Gu He sonrió enigmáticamente y luego agitó la bolsa de documentos que tenía en la mano mientras hablaba.
—El primer paso ya está dado; ahora solo necesitamos dar a conocer la marca. La nueva empresa estará en marcha pronto, pero no te preocupes, nuestro negocio principal de cultivos agrícolas como las bayas de goji seguirá siendo un esfuerzo de colaboración entre nosotros.
Le preocupaba que al Viejo Zhao le inquietara que la creación de su propia empresa pudiera afectarle, así que se lo explicó un poco.
Mirando al aspirante y ambicioso Gu He que estaba ante él,
Zhao Chunfa se quedó de repente sin palabras.
Aunque las conversaciones anteriores eran bromas entre los dos hombres, en ese momento, de repente sintió el impulso de presentarle a su hija.
Este joven, que no tenía nada hacía solo unos meses, había llegado a un punto en el que Zhao tenía que admirarlo.
Si se le daba un poco más de tiempo, su futuro era probablemente inimaginable.
Pensó esto, pero no se dio cuenta de que Gu He, después de explicar estos asuntos,
ya se había marchado directamente en su coche.
Antes, podía apañárselas con pequeñas ventas en el mercado, pero ahora con el aumento de la demanda, el Dominio del Sistema de repente no era suficiente.
Y cuantos más productos producía, más atención se prestaba a su origen, y era inevitable que Gu He trasladara las operaciones al mundo real.
Esto coincidía con sus planes de ampliar la producción, lo que significaba que el terreno que había conseguido previamente en el pueblo se pondría en uso.
Gu He condujo sin parar de vuelta al pueblo, y la visión del Santana de color negro puro causó un gran revuelo.
En aquellos tiempos, no mucha gente de la ciudad tenía coche, ni siquiera las familias con dos sueldos podían permitírselo, y mucho menos en su pueblo rural.
Cuando todos vieron que era Gu He la persona que iba en el coche, sintieron una intensa envidia.
Sin embargo, Gu He no lo consideraba nada especial, quizá por los recuerdos de su vida pasada.
Así que, inconscientemente, consideraba que conducir el Santana era algo bastante discreto.
Después de bajar del coche, Tian Laosi y Qiao Hua ya llevaban un buen rato esperándolo al borde de los campos.

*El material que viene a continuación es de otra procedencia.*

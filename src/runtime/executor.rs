//! Session runtime executor

use super::signal::ResetListener;
use super::traits::{HistorySnapshot, HistoryStore};
use super::{SessionHandle, SessionView};
use crate::speech::{SpeechEngine, SpeechRelay};
use crate::state_machine::{transition, Effect, Event, Session, SessionContext};
use crate::transport::{BotTransport, StreamSink};
use std::sync::Arc;
use tokio::sync::{mpsc, watch};

/// Generic session runtime that can work with any transport and history store.
///
/// One runtime task owns one `Session`; every mutation goes through
/// `transition`, one event at a time.
pub struct SessionRuntime<T, H>
where
    T: BotTransport + 'static,
    H: HistoryStore + 'static,
{
    context: SessionContext,
    state: Session,
    transport: Arc<T>,
    history: Arc<H>,
    speech: SpeechRelay,
    event_rx: mpsc::Receiver<Event>,
    /// Weak so that the runtime stops once every handle is dropped
    event_tx: mpsc::WeakSender<Event>,
    view_tx: watch::Sender<SessionView>,
    reset_listener: ResetListener,
}

impl<T, H> SessionRuntime<T, H>
where
    T: BotTransport + 'static,
    H: HistoryStore + 'static,
{
    /// Build a runtime with a fresh session and return it with its handle.
    /// The caller drives it with `run`.
    pub fn new(
        context: SessionContext,
        transport: Arc<T>,
        history: Arc<H>,
        speech: Arc<dyn SpeechEngine>,
        reset_listener: ResetListener,
    ) -> (Self, SessionHandle) {
        let state = Session::new(crate::state_machine::state::greeting_message());
        let speech = SpeechRelay::new(speech);
        let (event_tx, event_rx) = mpsc::channel(64);
        let (view_tx, view_rx) = watch::channel(SessionView::of(&context, &state, &speech));

        let handle = SessionHandle::new(
            context.key.clone(),
            event_tx.clone(),
            view_rx,
            transport.clone(),
        );

        let runtime = Self {
            context,
            state,
            transport,
            history,
            speech,
            event_rx,
            event_tx: event_tx.downgrade(),
            view_tx,
            reset_listener,
        };
        (runtime, handle)
    }

    /// Spawn the runtime on the current tokio runtime
    pub fn spawn(
        context: SessionContext,
        transport: Arc<T>,
        history: Arc<H>,
        speech: Arc<dyn SpeechEngine>,
        reset_listener: ResetListener,
    ) -> (SessionHandle, tokio::task::JoinHandle<()>) {
        let (runtime, handle) = Self::new(context, transport, history, speech, reset_listener);
        let task = tokio::spawn(runtime.run());
        (handle, task)
    }

    pub async fn run(mut self) {
        tracing::info!(session = %self.context.key, "Starting session runtime");

        // Process events in a loop - no recursion. The channel closes once all
        // handles and in-flight background tasks are gone.
        loop {
            tokio::select! {
                event = self.event_rx.recv() => match event {
                    Some(event) => self.process_event(event).await,
                    None => break,
                },
                () = self.reset_listener.claimed() => {
                    tracing::info!(session = %self.context.key, "Reset requested externally");
                    self.process_event(Event::reset()).await;
                }
            }
        }

        tracing::info!(session = %self.context.key, "Session runtime stopped");
    }

    async fn process_event(&mut self, event: Event) {
        let kind = event.kind();

        // Pure state transition
        let result = match transition(&self.state, &self.context, event) {
            Ok(r) => r,
            Err(e) if e.is_stale() => {
                tracing::debug!(session = %self.context.key, event = kind, "{e}");
                return;
            }
            Err(e) => {
                tracing::warn!(session = %self.context.key, event = kind, error = %e, "Rejected event");
                return;
            }
        };

        self.state = result.new_state;

        for effect in result.effects {
            self.execute_effect(effect).await;
        }

        self.publish();
    }

    /// Push the current snapshot to observers
    fn publish(&self) {
        let view = SessionView::of(&self.context, &self.state, &self.speech);
        self.view_tx.send_replace(view);
    }

    /// Execute an effect
    async fn execute_effect(&mut self, effect: Effect) {
        match effect {
            Effect::CancelGeneration { message_id, cancel } => {
                tracing::info!(session = %self.context.key, message_id = %message_id, "Cancelling generation");
                cancel.cancel();
            }

            Effect::ResetSpeech => self.speech.reset(),

            Effect::Speak { text } => self.speech.speak(&text),

            Effect::AbortSpeech => self.speech.abort(),

            Effect::StartGeneration {
                message_id,
                request,
            } => {
                let Some(event_tx) = self.event_tx.upgrade() else {
                    tracing::debug!(session = %self.context.key, "No handles left, not starting generation");
                    return;
                };
                let transport = self.transport.clone();
                let sink = StreamSink::new(message_id.clone(), request.cancel.clone(), event_tx.clone());
                let session = self.context.key.clone();

                tokio::spawn(async move {
                    tracing::info!(session = %session, message_id = %message_id, "Starting generation (background)");

                    // Whatever the transport did, report that the call returned;
                    // the state machine decides if that still matters.
                    let result = transport.send_message(request, sink).await;
                    if let Err(e) = &result {
                        tracing::warn!(session = %session, message_id = %message_id, error = %e, "Send failed");
                    }
                    let _ = event_tx
                        .send(Event::StreamFinished { message_id, result })
                        .await;
                });
            }

            Effect::RecordHistory { messages } => {
                self.history
                    .record(HistorySnapshot {
                        key: self.context.key.clone(),
                        messages,
                    })
                    .await;
            }

            Effect::UploadImage { url, style } => {
                let Some(event_tx) = self.event_tx.upgrade() else {
                    return;
                };
                let transport = self.transport.clone();

                tokio::spawn(async move {
                    tracing::info!(url = %url, "Uploading image (background)");
                    let result = transport.upload_image(&url, style).await;
                    let _ = event_tx.send(Event::UploadFinished { url, result }).await;
                });
            }

            Effect::ResetTransport => {
                self.transport.reset_conversation().await;
            }
        }
    }
}
fn row_to_event(row: &PgRow) -> Result<PersistedEvent, StoreError> {
    let category_raw: String = row.try_get("category")?;
    let category = Category::parse(&category_raw)
        .ok_or_else(|| StoreError::Malformed(format!("unknown category {category_raw:?}")))?;
    let status_raw: String = row.try_get("status")?;
    let status = EventStatus::parse(&status_raw)
        .ok_or_else(|| StoreError::Malformed(format!("unknown status {status_raw:?}")))?;
    let scraped_count: i64 = row.try_get("scraped_count")?;
    let click_count: i64 = row.try_get("click_count")?;
    let email_capture_count: i64 = row.try_get("email_capture_count")?;

    Ok(PersistedEvent {
        id: row.try_get("id")?,
        title: row.try_get("title")?,
        description: row.try_get("description")?,
        start_date: row.try_get("start_date")?,
        end_date: row.try_get("end_date")?,
        venue: row.try_get::<Json<_>, _>("venue")?.0,
        category,
        tags: row.try_get::<Json<_>, _>("tags")?.0,
        image_url: row.try_get("image_url")?,
        price: row.try_get::<Json<_>, _>("price")?.0,
        source: pulse_core::EventSource {
            name: row.try_get("source_name")?,
            url: row.try_get("source_url")?,
            external_id: row.try_get("source_external_id")?,
        },
        status,
        content_hash: row.try_get("content_hash")?,
        change_log: row.try_get::<Json<_>, _>("change_log")?.0,
        first_scraped: row.try_get("first_scraped")?,
        last_scraped: row.try_get("last_scraped")?,
        scraped_count: scraped_count.max(0) as u64,
        imported: row.try_get::<Json<_>, _>("imported")?.0,
        click_count: click_count.max(0) as u64,
        email_capture_count: email_capture_count.max(0) as u64,
    })
}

En cuanto lo vieron, se acercaron a recibirlo juntos.
—Tío Tian, ¿cómo van las semillas que plantamos? —preguntó Gu He, volviéndose hacia Tian Laosi, que estaba a su lado.
Debido al incidente de Gu Zhigang, no había vuelto en algún tiempo, y todo el trabajo de campo se lo había dejado a Tian Laosi.
Al oír esta pregunta, el rostro de Tian Laosi se sonrojó al instante de emoción.
—¡Están creciendo muy bien! ¡He sido agricultor durante tantos años y nunca he visto un año tan bueno! No, eso no es, los otros campos parecen igual que siempre. No sé si tienes algún tipo de magia, Gu He. Mira este maíz y este trigo, son una cabeza más altos que los de los demás.
—Si sigue creciendo así, podríamos cosechar en uno o dos meses. Dios mío, parece que estoy soñando.
Nunca había visto un cultivo que creciera tan rápido en todos sus años de agricultura.
¡Era realmente increíble!
Al escuchar los elogios de Tian Laosi, la sonrisa en el rostro de Gu He se hizo aún más intensa.
De pie con ambos en el campo, le pareció ver la forma embrionaria de su futura nueva empresa a través de los frondosos plantones que tenía ante él.
Mirando a lo lejos, un atisbo de sonrisa apareció en el rostro de Gu He.
—Hermano Si, estas son semillas importadas. ¡Ya lo verás, de ahora en adelante, nuestra granja no hará más que mejorar!